The generic-fuzz target is capable of fuzzing devices over their PIO, MMIO,
and DMA input-spaces. To apply the generic-fuzz to a device, we need to define
two env-variables, at minimum:
* ``QEMU_FUZZ_ARGS=`` is the set of QEMU arguments used to configure a machine, with
the device attached. For example, if we want to fuzz the virtio-net device
attached to a pc-i440fx machine, we can specify::
QEMU_FUZZ_ARGS="-M pc -nodefaults -netdev user,id=user0 \
-device virtio-net,netdev=user0"
* ``QEMU_FUZZ_OBJECTS=`` is a set of space-delimited strings used to identify
the MemoryRegions that will be fuzzed. These strings are compared against
MemoryRegion names and MemoryRegion owner names, to decide whether each
MemoryRegion should be fuzzed. These strings support globbing. For the
virtio-net example, we could use one of ::
QEMU_FUZZ_OBJECTS='virtio-net'
QEMU_FUZZ_OBJECTS='virtio*'
QEMU_FUZZ_OBJECTS='virtio* pcspk' # Fuzz the virtio devices and the speaker
QEMU_FUZZ_OBJECTS='*' # Fuzz the whole machine``
The ``"info mtree"`` and ``"info qom-tree"`` monitor commands can be especially
useful for identifying the ``MemoryRegion`` and ``Object`` names used for
matching.
As a generic rule-of-thumb, the more ``MemoryRegions``/Devices we match, the
greater the input-space, and the smaller the probability of finding crashing
inputs for individual devices. As such, it is usually a good idea to limit the
fuzzer to only a few ``MemoryRegions``.
To ensure that these env variables have been configured correctly, we can use::
./qemu-fuzz-i386 --fuzz-target=generic-fuzz -runs=0
The output should contain a complete list of matched MemoryRegions.
OSS-Fuzz
--------
QEMU is continuously fuzzed on `OSS-Fuzz` __(https://github.com/google/oss-fuzz).

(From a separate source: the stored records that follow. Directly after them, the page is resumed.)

//! Heartbeat-based failure detection.
//!
//! Every registered node gets its own probe task, tracked by a shared
//! [`TaskTracker`] and keyed by node id through the registry's per-node
//! cancellation token. On each tick the task asks the registry to advance the
//! node's warning count; after `max_warnings` unanswered probes the next tick
//! evicts the node and requeues its jobs.

use std::sync::Arc;
use std::time::Duration;

use rand::Rng;
use tokio::time::{Instant, MissedTickBehavior};
use tokio_util::sync::CancellationToken;
use tokio_util::task::TaskTracker;

use crate::protocol::{Message, Outbound};
use crate::scheduler::job::NodeId;
use crate::scheduler::registry::{Node, NodeRegistry, ProbeOutcome};
use crate::transport::MessageSender;

/// Delay before a node's first probe: one interval plus up to `jitter_ms`.
pub fn first_probe_delay(interval: Duration, jitter_ms: u64) -> Duration {
    if jitter_ms == 0 {
        return interval;
    }
    let mut rng = rand::thread_rng();
    interval + Duration::from_millis(rng.gen_range(0..=jitter_ms))
}

pub struct HeartbeatMonitor {
    registry: Arc<NodeRegistry>,
    sender: MessageSender,
    interval: Duration,
    jitter_ms: u64,
    tracker: TaskTracker,
    shutdown: CancellationToken,
}

impl HeartbeatMonitor {
    pub fn new(
        registry: Arc<NodeRegistry>,
        sender: MessageSender,
        interval: Duration,
        jitter_ms: u64,
    ) -> Self {
        Self {
            registry,
            sender,
            interval,
            jitter_ms,
            tracker: TaskTracker::new(),
            shutdown: CancellationToken::new(),
        }
    }

    /// Start probing `node`. Returns false if it is no longer registered or
    /// the monitor has been stopped.
    pub async fn watch(&self, node: &Node) -> bool {
        if self.shutdown.is_cancelled() {
            return false;
        }
        let Some(token) = self.registry.heartbeat_token(node.id).await else {
            return false;
        };

        let delay = first_probe_delay(self.interval, self.jitter_ms);
        self.tracker.spawn(probe_loop(
            node.id,
            self.registry.clone(),
            self.sender.clone(),
            delay,
            self.interval,
            token,
            self.shutdown.clone(),
        ));
        tracing::debug!(node_id = node.id, first_probe = ?delay, "Heartbeat started");
        true
    }

    /// Number of probe tasks still running.
    pub fn active(&self) -> usize {
        self.tracker.len()
    }

    /// Cancel every probe task and wait for them to exit.
    pub async fn stop(&self) {
        self.shutdown.cancel();
        self.tracker.close();
        self.tracker.wait().await;
        tracing::debug!("Heartbeat monitor stopped");
    }
}

async fn probe_loop(
    node_id: NodeId,
    registry: Arc<NodeRegistry>,
    sender: MessageSender,
    first_delay: Duration,
    interval: Duration,
    node_token: CancellationToken,
    shutdown: CancellationToken,
) {
    let mut ticker = tokio::time::interval_at(Instant::now() + first_delay, interval);
    ticker.set_missed_tick_behavior(MissedTickBehavior::Delay);

    loop {
        tokio::select! {
            biased;
            _ = node_token.cancelled() => break,
            _ = shutdown.cancelled() => break,
            _ = ticker.tick() => {}
        }

        match registry.tick(node_id).await {
            ProbeOutcome::Probe { endpoint, warnings } => {
                tracing::debug!(node_id, warnings, "Sending IS_ALIVE");
                sender
                    .send_or_log(&Message::outbound(Outbound::IsAlive), endpoint)
                    .await;
            }
            ProbeOutcome::Evicted { node, reclaimed } => {
                tracing::warn!(
                    node_id,
                    endpoint = %node.endpoint(),
                    requeued = reclaimed.len(),
                    "Node failed to answer heartbeats, evicted"
                );
                break;
            }
            ProbeOutcome::Gone => break,
        }
    }
}
//! End-to-end tests driving a real dispatcher over UDP with stub peers.


use std::time::Duration;

use tokio::sync::mpsc;
use udp_dispatcher::protocol::Message;
use udp_dispatcher::scheduler::AllocationAlgorithm;

use test_harness::{assert_eventually, test_config, StubPeer, TestDispatcher};

const QUIET: Duration = Duration::from_millis(200);

fn args(msg: &Message) -> String {
    msg.arguments().join(",")
}

#[tokio::test]
async fn test_controller_registration() {
    let dispatcher = TestDispatcher::start(test_config(AllocationAlgorithm::RoundRobin)).await;
    let controller = StubPeer::bind(dispatcher.addr).await;
    let intruder = StubPeer::bind(dispatcher.addr).await;

    controller.register_controller().await;

    intruder
        .send(&format!("REG_CONTROLLER,127.0.0.1,{}", intruder.port()))
        .await;
    assert_eq!(intruder.recv().await.instruction(), "REG_FAILURE");

    // Registering the same endpoint again is accepted
    controller.register_controller().await;

    dispatcher.stop().await.unwrap();
    controller.expect("STOP_CONTROLLER").await;
}

#[tokio::test]
async fn test_controller_defaults_to_sender_address() {
    let dispatcher = TestDispatcher::start(test_config(AllocationAlgorithm::RoundRobin)).await;
    let controller = StubPeer::bind(dispatcher.addr).await;

    controller.send("REG_CONTROLLER").await;
    assert_eq!(controller.recv().await.instruction(), "REG_SUCCESS");

    controller.send("NEW_JOB,3").await;
    let reply = controller.recv().await;
    assert_eq!(reply.instruction(), "NEW_JOB_SUCCESS");
    assert_eq!(args(&reply), "1");

    dispatcher.stop().await.unwrap();
}

#[tokio::test]
async fn test_capacity_two_with_three_jobs() {
    let dispatcher =
        TestDispatcher::start(test_config(AllocationAlgorithm::WeightedRoundRobin)).await;
    let controller = StubPeer::bind(dispatcher.addr).await;
    let node = StubPeer::bind(dispatcher.addr).await;

    controller.register_controller().await;
    assert_eq!(node.register_node(2).await, 1);

    for expected_id in 1..=3 {
        controller.send("NEW_JOB,5").await;
        let reply = controller.recv().await;
        assert_eq!(reply.instruction(), "NEW_JOB_SUCCESS");
        assert_eq!(args(&reply), expected_id.to_string());
    }

    assert_eq!(args(&node.expect("NEW_JOB").await), "1,5");
    assert_eq!(args(&node.expect("NEW_JOB").await), "2,5");
    node.expect_silence(QUIET).await;
    assert_eq!(dispatcher.ledger.queued_len().await, 1);

    node.send("NEW_JOB_SUCCESS,1").await;
    node.send("FIN_JOB,1").await;

    let forwarded = controller.expect("FIN_JOB").await;
    assert_eq!(args(&forwarded), "1");
    assert_eq!(args(&node.expect("NEW_JOB").await), "3,5");

    dispatcher.stop().await.unwrap();
}

#[tokio::test]
async fn test_get_info_reports_saturated_node() {
    let dispatcher =
        TestDispatcher::start(test_config(AllocationAlgorithm::WeightedRoundRobin)).await;
    let controller = StubPeer::bind(dispatcher.addr).await;
    let node = StubPeer::bind(dispatcher.addr).await;

    controller.register_controller().await;
    node.register_node(2).await;
    for _ in 0..3 {
        controller.send("NEW_JOB,5").await;
        controller.expect("NEW_JOB_SUCCESS").await;
    }

    let ledger = dispatcher.ledger.clone();
    assert_eventually(
        || {
            let ledger = ledger.clone();
            async move { ledger.allocated_len().await == 2 }
        },
        Duration::from_secs(2),
        "two jobs should be allocated",
    )
    .await;

    controller.send("GET_INFO").await;
    let info = controller.expect("INFO").await;
    assert_eq!(args(&info), "1,1,2,1,2,100.00");

    dispatcher.stop().await.unwrap();
}

#[tokio::test]
async fn test_new_job_validation() {
    let dispatcher = TestDispatcher::start(test_config(AllocationAlgorithm::RoundRobin)).await;
    let client = StubPeer::bind(dispatcher.addr).await;

    // Without a registered controller replies go to the sender
    for bad in ["NEW_JOB,0", "NEW_JOB,abc", "NEW_JOB", "NEW_JOB,-4"] {
        client.send(bad).await;
        let reply = client.recv().await;
        assert_eq!(reply.instruction(), "NEW_JOB_FAILURE", "for {bad}");
    }
    assert_eq!(dispatcher.ledger.queued_len().await, 0);

    client.send("NEW_JOB, 2 ").await;
    let reply = client.recv().await;
    assert_eq!(reply.instruction(), "NEW_JOB_SUCCESS");
    assert_eq!(args(&reply), "1");

    dispatcher.stop().await.unwrap();
}

#[tokio::test]
async fn test_node_registration_failures() {
    let dispatcher = TestDispatcher::start(test_config(AllocationAlgorithm::RoundRobin)).await;
    let node = StubPeer::bind(dispatcher.addr).await;

    node.send(&format!("REG_NODE,127.0.0.1,{},0", node.port()))
        .await;
    assert_eq!(node.recv().await.instruction(), "REG_FAILURE");

    node.send("REG_NODE,127.0.0.1").await;
    assert_eq!(node.recv().await.instruction(), "REG_FAILURE");

    node.send(&format!("REG_NODE,not-an-ip,{},2", node.port()))
        .await;
    assert_eq!(node.recv().await.instruction(), "REG_FAILURE");

    assert!(dispatcher.registry.is_empty().await);

    // Identifiers are only consumed by successful registrations
    assert_eq!(node.register_node(1).await, 1);

    dispatcher.stop().await.unwrap();
}

#[tokio::test]
async fn test_node_acceptance_is_forwarded() {
    let dispatcher = TestDispatcher::start(test_config(AllocationAlgorithm::RoundRobin)).await;
    let controller = StubPeer::bind(dispatcher.addr).await;
    let node = StubPeer::bind(dispatcher.addr).await;

    controller.register_controller().await;
    node.register_node(1).await;
    controller.send("NEW_JOB,4").await;
    let queued = controller.recv().await;
    assert_eq!(queued.instruction(), "NEW_JOB_SUCCESS");
    assert_eq!(args(&queued), "1");

    assert_eq!(args(&node.expect("NEW_JOB").await), "1,4");
    node.send("NEW_JOB_SUCCESS,1").await;

    let forwarded = controller
        .recv_timeout(Duration::from_millis(500))
        .await
        .expect("acceptance was not forwarded");
    assert_eq!(forwarded.instruction(), "NEW_JOB_SUCCESS");
    assert_eq!(args(&forwarded), "1");
    assert_eq!(dispatcher.ledger.node_for_job(1).await, Some(1));

    // Unknown jobs are not forwarded
    node.send("NEW_JOB_SUCCESS,42").await;
    controller.expect_silence(QUIET).await;

    dispatcher.stop().await.unwrap();
}

#[tokio::test]
async fn test_node_rejection_requeues_job() {
    let dispatcher = TestDispatcher::start(test_config(AllocationAlgorithm::RoundRobin)).await;
    let controller = StubPeer::bind(dispatcher.addr).await;
    let node = StubPeer::bind(dispatcher.addr).await;

    controller.register_controller().await;
    node.register_node(1).await;
    controller.send("NEW_JOB,4").await;
    controller.expect("NEW_JOB_SUCCESS").await;

    assert_eq!(args(&node.expect("NEW_JOB").await), "1,4");
    node.send("NEW_JOB_FAILURE,1,busy").await;

    let forwarded = controller.expect("NEW_JOB_FAILURE").await;
    assert_eq!(args(&forwarded), "1");

    // The job goes back through the queue and is offered again
    assert_eq!(args(&node.expect("NEW_JOB").await), "1,4");

    dispatcher.stop().await.unwrap();
}

#[tokio::test]
async fn test_unknown_and_duplicate_completions_are_ignored() {
    let dispatcher = TestDispatcher::start(test_config(AllocationAlgorithm::RoundRobin)).await;
    let controller = StubPeer::bind(dispatcher.addr).await;
    let node = StubPeer::bind(dispatcher.addr).await;

    controller.register_controller().await;
    node.register_node(1).await;
    controller.send("NEW_JOB,1").await;
    controller.expect("NEW_JOB_SUCCESS").await;
    node.expect("NEW_JOB").await;

    node.send("FIN_JOB,1").await;
    controller.expect("FIN_JOB").await;

    node.send("FIN_JOB,1").await;
    node.send("FIN_JOB,42").await;
    node.send("NEW_JOB_FAILURE,42").await;
    controller.expect_silence(QUIET).await;

    assert_eq!(dispatcher.ledger.queued_len().await, 0);
    assert_eq!(dispatcher.ledger.allocated_len().await, 0);

    dispatcher.stop().await.unwrap();
}

#[tokio::test]
async fn test_malformed_datagrams_are_dropped() {
    let dispatcher = TestDispatcher::start(test_config(AllocationAlgorithm::RoundRobin)).await;
    let client = StubPeer::bind(dispatcher.addr).await;

    client.send("").await;
    client.send("   ").await;
    client.send("HELLO,1,2").await;
    client.send(",1").await;
    client.send("ACK_IS_ALIVE,7").await;
    client.expect_silence(QUIET).await;

    client.send("GET_INFO").await;
    assert_eq!(args(&client.recv().await), "0,0,0");

    dispatcher.stop().await.unwrap();
}

#[tokio::test]
async fn test_silent_node_is_evicted_and_jobs_move() {
    let config = test_config(AllocationAlgorithm::WeightedRoundRobin)
        .with_heartbeat_interval_ms(100)
        .with_max_warnings(3);
    let dispatcher = TestDispatcher::start(config).await;
    let controller = StubPeer::bind(dispatcher.addr).await;
    let silent = StubPeer::bind(dispatcher.addr).await;
    let healthy = StubPeer::bind(dispatcher.addr).await;

    controller.register_controller().await;
    let silent_id = silent.register_node(1).await;
    controller.send("NEW_JOB,9").await;
    controller.expect("NEW_JOB_SUCCESS").await;
    assert_eq!(args(&silent.expect("NEW_JOB").await), "1,9");

    let healthy_id = healthy.register_node(1).await;
    let (jobs_tx, mut jobs_rx) = mpsc::unbounded_channel();
    tokio::spawn(async move {
        loop {
            let msg = healthy.recv_timeout(Duration::from_secs(5)).await;
            let Some(msg) = msg else { break };
            match msg.instruction() {
                // Identify by endpoint only
                "IS_ALIVE" => healthy.send("ACK_IS_ALIVE").await,
                "NEW_JOB" => {
                    let _ = jobs_tx.send(args(&msg));
                }
                _ => {}
            }
        }
    });

    let reassigned = tokio::time::timeout(Duration::from_secs(3), jobs_rx.recv())
        .await
        .expect("job was not reassigned")
        .unwrap();
    assert_eq!(reassigned, "1,9");

    assert!(dispatcher.registry.get(silent_id).await.is_none());
    assert!(dispatcher.registry.get(healthy_id).await.is_some());
    assert_eq!(dispatcher.ledger.node_for_job(1).await, Some(healthy_id));

    dispatcher.stop().await.unwrap();
}

#[tokio::test]
async fn test_stop_system_broadcasts_and_exits() {
    let dispatcher = TestDispatcher::start(test_config(AllocationAlgorithm::RoundRobin)).await;
    let controller = StubPeer::bind(dispatcher.addr).await;
    let first = StubPeer::bind(dispatcher.addr).await;
    let second = StubPeer::bind(dispatcher.addr).await;

    controller.register_controller().await;
    first.register_node(2).await;
    second.register_node(2).await;

    controller.send("STOP_SYSTEM").await;

    first.expect("STOP_NODE").await;
    second.expect("STOP_NODE").await;
    controller.expect("STOP_CONTROLLER").await;

    let registry = dispatcher.registry.clone();
    dispatcher.join(Duration::from_secs(5)).await.unwrap();
    assert!(registry.is_empty().await);

    // The receive task is gone; nothing answers anymore
    controller.send("GET_INFO").await;
    assert!(controller.recv_timeout(QUIET).await.is_none());
}

#[tokio::test]
async fn test_external_shutdown_matches_stop_system() {
    let dispatcher = TestDispatcher::start(test_config(AllocationAlgorithm::RoundRobin)).await;
    let controller = StubPeer::bind(dispatcher.addr).await;
    let node = StubPeer::bind(dispatcher.addr).await;

    controller.register_controller().await;
    node.register_node(1).await;

    dispatcher.stop().await.unwrap();

    node.expect("STOP_NODE").await;
    controller.expect("STOP_CONTROLLER").await;
}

By default, the OSS-Fuzz build will try to fuzz every fuzz-target. Since the
generic-fuzz target requires additional information provided in environment
variables, we pre-define some generic-fuzz configs in
``tests/qtest/fuzz/generic_fuzz_configs.h``. Each config must specify:
- ``.name``: To identify the fuzzer config
- ``.args`` OR ``.argfunc``: A string or pointer to a function returning a
string. These strings are used to specify the ``QEMU_FUZZ_ARGS``
environment variable. ``argfunc`` is useful when the config relies on e.g.
a dynamically created temp directory, or a free tcp/udp port.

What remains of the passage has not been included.